WASHINGTON – Days from announcing an overhaul of Iraq strategy, President Bush on Friday encountered a wall of criticism of the U.S. troop escalation that is expected to be the centerpiece of his new war plan.
Several groups of lawmakers met with the president and his top advisers in the White House. Among them were moderate Democrats, loyalist Republicans and some of the president’s biggest critics, such as Democratic Sens. Hillary Clinton and Barack Obama.
Rep. Rick Larsen, D-Wash., was among 15 House members who spent an hour with Bush, Vice President Cheney, Secretary of State Condoleeza Rice and the Chairman of the Joint Chiefs of Staff General Peter Pace. There were Democrat and Republican lawmakers in the group.
Larsen said the president first shared his plan to reshuffle his war commanders. He also indicated he would likely lay out his new policy on Iraq in a national address next week.
Much of the hourlong discussion focused on the expected increase in U.S. forces, referred to as the “surge” option.
“The president told the group he is undecided on the surge option,” Larsen said. “My impression is the White House is leaning toward it.”
Larsen said he “certainly gave him my candid advice on the surge option.
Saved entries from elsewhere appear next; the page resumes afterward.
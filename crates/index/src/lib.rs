//! Dense-vector document index.
//!
//! Encodes documents into fixed-dimension embeddings, stores them durably in
//! SQLite and ranks them against queries by cosine similarity.

pub mod config;
pub mod embeddings;
pub mod ingest;
pub mod progress;
pub mod ranker;
pub mod service;
pub mod source;
pub mod sqlite_store;
pub mod store;
pub mod types;

#[cfg(test)]
mod tests;

// Re-export commonly used types
pub use embeddings::{create_provider, EmbeddingConfig, EmbeddingProvider};
pub use ingest::{IngestOptions, IngestPipeline};
pub use ranker::{BruteForceRanker, Ranker};
pub use service::IndexService;
pub use source::{SourceRecord, SourceRow, TsvSource};
pub use sqlite_store::SqliteStore;
pub use store::VectorStore;
pub use types::{
    Document, IndexConfig, IndexStats, IngestAck, IngestFailure, IngestReport, OnConflict,
    ScoredResult, SearchRequest, SearchResponse,
};

use std::path::Path;
use std::sync::Arc;
use vsearch_core::{AppError, AppResult};

/// Save `config` and establish the index mapping before any document is stored.
///
/// Creating an index that already exists with the same encoder is a no-op;
/// a different encoder or dimension is an error.
pub fn create_index(workspace: &Path, config: &IndexConfig) -> AppResult<IndexStats> {
    tracing::info!("Creating index '{}'", config.name);
    config.validate()?;

    let store = open_store(workspace, config)?;
    config::save_config(workspace, config)?;

    tracing::info!(
        "Index '{}' ready ({} dimensions, encoder {}/{})",
        config.name,
        config.dimensions,
        config.provider,
        config.model
    );

    collect_stats(config, &store)
}

/// Open an index and wire up its encoder, store and ranker.
///
/// With `create_if_missing`, a missing index is created from its config
/// (or the defaults) first.
pub async fn open_index(
    workspace: &Path,
    index_name: &str,
    create_if_missing: bool,
) -> AppResult<IndexService> {
    let config = config::load_config(workspace, index_name)?;
    let store_path = config::get_store_path(workspace, index_name);

    if !store_path.exists() {
        if !create_if_missing {
            return Err(AppError::Config(format!(
                "Index '{}' does not exist. Run 'vsearch create-index' first.",
                index_name
            )));
        }
        create_index(workspace, &config)?;
    }

    let store: Arc<dyn VectorStore> = Arc::new(open_store(workspace, &config)?);
    let encoder = create_provider(&EmbeddingConfig::from(&config)).await?;
    let ranker: Arc<dyn Ranker> = Arc::new(BruteForceRanker::new(Arc::clone(&store)));

    tracing::debug!(
        "Opened index '{}' with encoder {}/{}",
        index_name,
        encoder.provider_name(),
        encoder.model_name()
    );

    IndexService::new(config, encoder, store, ranker)
}

/// Get statistics for an index.
pub fn stats(workspace: &Path, index_name: &str) -> AppResult<IndexStats> {
    tracing::info!("Getting stats for index '{}'", index_name);

    let config = config::load_config(workspace, index_name)?;
    if !config::get_store_path(workspace, index_name).exists() {
        return Err(AppError::Config(format!(
            "Index '{}' does not exist",
            index_name
        )));
    }

    let store = open_store(workspace, &config)?;
    collect_stats(&config, &store)
}

fn open_store(workspace: &Path, config: &IndexConfig) -> AppResult<SqliteStore> {
    SqliteStore::open(
        &config::get_store_path(workspace, &config.name),
        &EmbeddingConfig::from(config),
        config.on_conflict,
    )
}

fn collect_stats(config: &IndexConfig, store: &SqliteStore) -> AppResult<IndexStats> {
    let mapping = store.mapping();
    Ok(IndexStats {
        index_name: config.name.clone(),
        documents_count: store.len()?,
        dimensions: mapping.embedding.dimensions,
        provider: mapping.embedding.provider.clone(),
        model: mapping.embedding.model.clone(),
        on_conflict: mapping.on_conflict,
        db_size_bytes: store.size_bytes(),
        created_at: mapping.created_at,
    })
}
I suggested to the president that he faces a challenge of demonstrating to the American public that more troops equal a new approach.”
Powerful Republicans are skeptical of the proposal.
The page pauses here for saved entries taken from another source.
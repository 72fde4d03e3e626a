//! Vector store abstraction.
//!
//! Defines a trait for durable document storage, independent of the backend.

use crate::types::Document;
use sha2::{Digest, Sha256};
use vsearch_core::AppResult;

/// Trait for vector store backends.
///
/// Implementations must:
/// - reject embeddings whose length differs from the store dimension without
///   mutating anything
/// - make a successful `put` durable before returning
/// - keep each record atomic under concurrent `put` and `all`
pub trait VectorStore: Send + Sync {
    /// Embedding dimension every stored document has.
    fn dimensions(&self) -> usize;

    /// Insert a document, or overwrite it when the store's conflict policy says so.
    fn put(&self, id: &str, text: &str, embedding: &[f32]) -> AppResult<()>;

    /// Every stored document, in no particular order.
    fn all(&self) -> AppResult<Vec<Document>>;

    /// Whether any document is stored under `id`.
    fn exists(&self, id: &str) -> AppResult<bool>;

    /// Number of stored documents.
    fn len(&self) -> AppResult<usize>;

    fn is_empty(&self) -> AppResult<bool> {
        Ok(self.len()? == 0)
    }

    /// Hash of the text most recently stored under `id`.
    fn content_hash(&self, id: &str) -> AppResult<Option<String>>;
}

/// SHA-256 of a document's text, hex encoded.
pub fn content_hash(text: &str) -> String {
    let digest = Sha256::digest(text.as_bytes());
    digest.iter().map(|b| format!("{:02x}", b)).collect()
}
“It has to be significant and sustained. Otherwise, do not do it,” said Sen. John McCain, a Republican presidential hopeful and Vietnam veteran who has been advocating a troop increase.
Those for going in the opposite direction spoke out, too.
“We are well past the point of more troops for Iraq,” new House Speaker Nancy Pelosi, D-Calif., and Senate Majority Leader Harry Reid, D-Nev., wrote in a letter to Bush a day after their party took the reins on Capitol Hill. Instead, Pelosi and Reid urged Bush to begin pulling troops out in four to six months.
The criticism underscored that Bush, preparing his new policy for an increasingly unpopular and costly war, will face a Congress that is not only controlled by Democrats who could challenge him at any turn but also populated with Republicans looking toward the congressional and presidential elections of 2008.
White House press secretary Tony Snow said Bush’s meetings with lawmakers were more than just window dressing.
He said, “The fact is, these meetings may not be happy-face, kumbaya, but they have been very constructive.”
Bush, meanwhile, announced more changes in his team of military and diplomatic advisers.
He said Gen. John Abizaid, the top U.S. commander overseeing the theater that includes Iraq, will be succeeded by Adm. William Fallon, now Abizaid’s counterpart in the Pacific. Army Lt. Gen. David Petraeus is the president’s choice to be the new chief commander in Iraq, replacing Gen. George Casey. The nominations must be approved by the Senate.